WHAT YOU SHOULD DO:
Would you repeat all the lines below, exactly as they stand?

DATA SUPPLIED:
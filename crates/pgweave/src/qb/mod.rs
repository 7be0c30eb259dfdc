//! The query builder.
//!
//! A [`QueryBuilder`] is a mutable, chainable value accumulating an
//! operation kind and its clauses; the renderer converts the accumulated
//! intermediate representation into `$N`-parameterized SQL with a matching
//! argument vector. Parameter indices are computed at build time and
//! rebased across nested subqueries, so any nesting depth yields one
//! stable, contiguous placeholder sequence.

mod builder;
mod filter;
mod render;

pub use builder::{Assignments, JoinKind, OnConflictBuilder, Order, QueryBuilder};
pub use filter::Filter;

/// Build an ordered assignment list for `insert`/`update`.
///
/// ```ignore
/// let user = record! { "id" => 1, "name" => "Alice" };
/// db.query("users").insert(user).execute().await?;
/// ```
#[macro_export]
macro_rules! record {
    () => { Vec::<(String, $crate::Value)>::new() };
    ($($col:expr => $val:expr),+ $(,)?) => {
        vec![$(($col.to_string(), $crate::Value::from($val))),+]
    };
}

RESULT:
filename crates/pgweave/src/qb/mod.rs
repository 7be0c30eb259dfdc
//! The query builder.
//!
//! A [`QueryBuilder`] is a mutable, chainable value accumulating an
//! operation kind and its clauses; the renderer converts the accumulated
//! intermediate representation into `$N`-parameterized SQL with a matching
//! argument vector. Parameter indices are computed at build time and
//! rebased across nested subqueries, so any nesting depth yields one
//! stable, contiguous placeholder sequence.

mod builder;
mod filter;
mod render;

pub use builder::{Assignments, JoinKind, OnConflictBuilder, Order, QueryBuilder};
pub use filter::Filter;

/// Build an ordered assignment list for `insert`/`update`.
///
/// ```ignore
/// let user = record! { "id" => 1, "name" => "Alice" };
/// db.query("users").insert(user).execute().await?;
/// ```
#[macro_export]
macro_rules! record {
    () => { Vec::<(String, $crate::Value)>::new() };
    ($($col:expr => $val:expr),+ $(,)?) => {
        vec![$(($col.to_string(), $crate::Value::from($val))),+]
    };
}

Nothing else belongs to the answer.